Left Ventricular Hypertrophy Overview
- The left ventricle hypertrophies in response to pressure overload secondary to conditions such as aortic stenosis and hypertension.
- This results in increased R wave amplitude in the left-sided ECG leads (I, aVL and V4-6) and increased S wave depth in the right-sided leads (III, aVR, V1-3).
- The thickened LV wall leads to prolonged depolarisation (increased R wave peak time) and delayed repolarisation (ST and T-wave abnormalities) in the lateral leads.
Criteria for Diagnosing LVH
- There are numerous criteria for diagnosing LVH, some of which are summarised below.
- The most commonly used are the Sokolov-Lyon criteria (S wave depth in V1 + tallest R wave height in V5-V6 > 35 mm).
- Voltage criteria must be accompanied by non-voltage criteria to be considered diagnostic of LVH.
- R wave in lead I + S wave in lead III > 25 mm
- R wave in aVL > 11 mm
- R wave in aVF > 20 mm
- S wave in aVR > 14 mm
- R wave in V4, V5 or V6 > 26 mm
- R wave in V5 or V6 plus S wave in V1 > 35 mm
- Largest R wave plus largest S wave in precordial leads > 45 mm
Non Voltage Criteria
- Increased R wave peak time > 50 ms in leads V5 or V6
- ST segment depression and T wave inversion in the left-sided leads: AKA the left ventricular ‘strain’ pattern
Additional ECG changes seen in LVH
- Left atrial enlargement.
- Left axis deviation.
- ST elevation in the right precordial leads V1-3 (“discordant” to the deep S waves).
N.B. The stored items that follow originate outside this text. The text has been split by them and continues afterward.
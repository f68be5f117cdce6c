//! LINE webhook payload: the batch of events delivered on one callback.

use serde::Deserialize;

/// Webhook POST body.
#[derive(Debug, Deserialize)]
#[serde(rename_all = "camelCase")]
pub struct WebhookPayload {
    /// Bot user id the events are addressed to.
    #[serde(default)]
    pub destination: Option<String>,
    pub events: Vec<InboundEvent>,
}

/// One received notification.
#[derive(Debug, Clone, Deserialize)]
#[serde(rename_all = "camelCase")]
pub struct InboundEvent {
    #[serde(rename = "type")]
    pub kind: EventType,
    /// Single-use token for replying; absent for unfollow/leave.
    #[serde(default)]
    pub reply_token: Option<String>,
    #[serde(default)]
    pub source: Option<EventSource>,
    /// Present only for message events.
    #[serde(default)]
    pub message: Option<Message>,
    #[serde(default)]
    pub timestamp: i64,
}

#[derive(Debug, Clone, PartialEq, Eq, Deserialize)]
#[serde(from = "String")]
pub enum EventType {
    Message,
    Follow,
    Unfollow,
    Join,
    Leave,
    Postback,
    Beacon,
    /// Event types this bot does not know about (e.g. memberJoined).
    Other(String),
}

impl From<String> for EventType {
    fn from(s: String) -> Self {
        match s.as_str() {
            "message" => EventType::Message,
            "follow" => EventType::Follow,
            "unfollow" => EventType::Unfollow,
            "join" => EventType::Join,
            "leave" => EventType::Leave,
            "postback" => EventType::Postback,
            "beacon" => EventType::Beacon,
            _ => EventType::Other(s),
        }
    }
}

impl std::fmt::Display for EventType {
    fn fmt(&self, f: &mut std::fmt::Formatter<'_>) -> std::fmt::Result {
        let name = match self {
            EventType::Message => "message",
            EventType::Follow => "follow",
            EventType::Unfollow => "unfollow",
            EventType::Join => "join",
            EventType::Leave => "leave",
            EventType::Postback => "postback",
            EventType::Beacon => "beacon",
            EventType::Other(s) => s.as_str(),
        };
        f.write_str(name)
    }
}

/// Who sent the event (user, group or room).
#[derive(Debug, Clone, Deserialize)]
#[serde(rename_all = "camelCase")]
pub struct EventSource {
    #[serde(rename = "type")]
    pub kind: String,
    #[serde(default)]
    pub user_id: Option<String>,
    #[serde(default)]
    pub group_id: Option<String>,
    #[serde(default)]
    pub room_id: Option<String>,
}

/// Message body, tagged by `type`.
#[derive(Debug, Clone, Deserialize)]
#[serde(tag = "type", rename_all = "lowercase")]
pub enum Message {
    Text(TextMessage),
    Image(MediaMessage),
    Video(MediaMessage),
    Audio(MediaMessage),
    Location(LocationMessage),
    Sticker(StickerMessage),
    #[serde(other)]
    Unknown,
}

#[derive(Debug, Clone, Deserialize)]
pub struct TextMessage {
    #[serde(default)]
    pub id: String,
    pub text: String,
}

#[derive(Debug, Clone, Deserialize)]
pub struct MediaMessage {
    #[serde(default)]
    pub id: String,
}

#[derive(Debug, Clone, Deserialize)]
pub struct LocationMessage {
    #[serde(default)]
    pub id: String,
    #[serde(default)]
    pub title: Option<String>,
    #[serde(default)]
    pub address: Option<String>,
    pub latitude: f64,
    pub longitude: f64,
}

#[derive(Debug, Clone, Deserialize)]
#[serde(rename_all = "camelCase")]
pub struct StickerMessage {
    #[serde(default)]
    pub id: String,
    #[serde(default)]
    pub package_id: String,
    #[serde(default)]
    pub sticker_id: String,
}

#[cfg(test)]
mod tests {
    use super::*;

    const PAYLOAD: &str = r#"{
        "destination": "U0000",
        "events": [
            {
                "type": "message",
                "replyToken": "r1",
                "source": { "type": "user", "userId": "U1" },
                "timestamp": 1462629479859,
                "message": { "type": "text", "id": "m1", "text": "今天吃什麼" }
            },
            {
                "type": "message",
                "replyToken": "r2",
                "source": { "type": "group", "groupId": "G1", "userId": "U2" },
                "timestamp": 1462629479860,
                "message": {
                    "type": "location", "id": "m2", "title": "my location",
                    "address": "Taipei", "latitude": 25.033, "longitude": 121.5654
                }
            },
            {
                "type": "message",
                "replyToken": "r3",
                "source": { "type": "user", "userId": "U3" },
                "message": { "type": "sticker", "id": "m3", "packageId": "1", "stickerId": "2" }
            },
            {
                "type": "message",
                "replyToken": "r4",
                "source": { "type": "user", "userId": "U4" },
                "message": { "type": "file", "id": "m4", "fileName": "a.pdf", "fileSize": 10 }
            },
            { "type": "unfollow", "source": { "type": "user", "userId": "U5" } },
            { "type": "memberJoined", "replyToken": "r6", "source": { "type": "group", "groupId": "G1" } }
        ]
    }"#;

    #[test]
    fn parses_mixed_batch() {
        let payload: WebhookPayload = serde_json::from_str(PAYLOAD).unwrap();
        assert_eq!(payload.destination.as_deref(), Some("U0000"));
        assert_eq!(payload.events.len(), 6);

        let first = &payload.events[0];
        assert_eq!(first.kind, EventType::Message);
        assert_eq!(first.reply_token.as_deref(), Some("r1"));
        match &first.message {
            Some(Message::Text(t)) => assert_eq!(t.text, "今天吃什麼"),
            other => panic!("expected text, got {:?}", other),
        }

        match &payload.events[1].message {
            Some(Message::Location(l)) => {
                assert!((l.latitude - 25.033).abs() < 1e-9);
                assert!((l.longitude - 121.5654).abs() < 1e-9);
                assert_eq!(l.address.as_deref(), Some("Taipei"));
            }
            other => panic!("expected location, got {:?}", other),
        }
        assert_eq!(
            payload.events[1].source.as_ref().and_then(|s| s.group_id.as_deref()),
            Some("G1")
        );

        match &payload.events[2].message {
            Some(Message::Sticker(s)) => assert_eq!(s.sticker_id, "2"),
            other => panic!("expected sticker, got {:?}", other),
        }
        assert!(matches!(payload.events[3].message, Some(Message::Unknown)));

        assert_eq!(payload.events[4].kind, EventType::Unfollow);
        assert!(payload.events[4].reply_token.is_none());
        assert_eq!(
            payload.events[5].kind,
            EventType::Other("memberJoined".to_string())
        );
    }

    #[test]
    fn event_type_display_round_trips_name() {
        assert_eq!(EventType::from("postback".to_string()).to_string(), "postback");
        assert_eq!(EventType::from("things".to_string()).to_string(), "things");
    }
}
- Prominent U waves (proportional to increased QRS amplitude).
Causes of LVH
- Hypertension (most common cause)
- Aortic stenosis
- Aortic regurgitation
- Mitral regurgitation
- Coarctation of the aorta
- Hypertrophic cardiomyopathy
- Voltage criteria alone are not diagnostic of LVH
- ECG changes are an insensitive means of detecting LVH (patients with clinically significant left ventricular hypertrophy seen on echocardiography may still have a relatively normal ECG)
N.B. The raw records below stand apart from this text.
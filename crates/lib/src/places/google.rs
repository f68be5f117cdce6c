//! Google Places API client (https://maps.googleapis.com by default).

use super::{NearbyQuery, NearbySearch, Place};
use async_trait::async_trait;
use serde::Deserialize;

const DEFAULT_BASE_URL: &str = "https://maps.googleapis.com";

#[derive(Debug, thiserror::Error)]
pub enum PlacesError {
    #[error("places request failed: {0}")]
    Request(#[from] reqwest::Error),
    #[error("places api error: {status} {}", .message.as_deref().unwrap_or(""))]
    Api {
        status: String,
        message: Option<String>,
    },
}

#[derive(Debug, Deserialize)]
struct NearbySearchResponse {
    status: String,
    #[serde(default)]
    results: Vec<Place>,
    #[serde(default)]
    error_message: Option<String>,
}

/// Client for the Places nearby-search endpoint.
#[derive(Clone)]
pub struct GooglePlacesClient {
    base_url: String,
    api_key: String,
    client: reqwest::Client,
}

impl GooglePlacesClient {
    pub fn new(api_key: impl Into<String>, base_url: Option<String>) -> Self {
        let base_url = base_url
            .map(|u| u.trim_end_matches('/').to_string())
            .unwrap_or_else(|| DEFAULT_BASE_URL.to_string());
        Self {
            base_url,
            api_key: api_key.into(),
            client: reqwest::Client::new(),
        }
    }

    /// GET /maps/api/place/nearbysearch/json. ZERO_RESULTS is an empty list, not an error.
    pub async fn nearby_search(&self, query: &NearbyQuery) -> Result<Vec<Place>, PlacesError> {
        let url = format!("{}/maps/api/place/nearbysearch/json", self.base_url);
        let mut params = query.params();
        params.push(("key", self.api_key.clone()));
        let res = self.client.get(&url).query(&params).send().await?;
        if !res.status().is_success() {
            let status = res.status();
            let body = res.text().await.unwrap_or_default();
            return Err(PlacesError::Api {
                status: status.to_string(),
                message: Some(body).filter(|b| !b.is_empty()),
            });
        }
        let data: NearbySearchResponse = res.json().await?;
        match data.status.as_str() {
            "OK" => Ok(data.results),
            "ZERO_RESULTS" => Ok(Vec::new()),
            _ => Err(PlacesError::Api {
                status: data.status,
                message: data.error_message,
            }),
        }
    }
}

#[async_trait]
impl NearbySearch for GooglePlacesClient {
    async fn nearby(&self, query: &NearbyQuery) -> Result<Vec<Place>, PlacesError> {
        self.nearby_search(query).await
    }
}

impl std::fmt::Debug for GooglePlacesClient {
    fn fmt(&self, f: &mut std::fmt::Formatter<'_>) -> std::fmt::Result {
        f.debug_struct("GooglePlacesClient")
            .field("base_url", &self.base_url)
            .finish_non_exhaustive()
    }
}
Left ventricular hypertrophy (LVH):
- Markedly increased LV voltages: huge precordial R and S waves that overlap with the adjacent leads (SV2 + RV6 >> 35 mm).
- R-wave peak time > 50 ms in V5-6 with associated QRS broadening.
- LV strain pattern with ST depression and T-wave inversions in I, aVL and V5-6.
- ST elevation in V1-3.
- Prominent U waves in V1-3.
- Left axis deviation.
Severe LVH such as this appears almost identical to left bundle branch block — the main clue to the presence of LVH is the excessively high LV voltages.
- There are massively increased QRS voltages — the S waves in V3 are so deep they are literally falling off the page!
- The ST elevation in V1-3 is simply in proportion to the very deep S waves (“appropriate discordance”).
- The LV strain pattern is seen in all leads with a positive R wave (V5-6, I, II, III, aVF).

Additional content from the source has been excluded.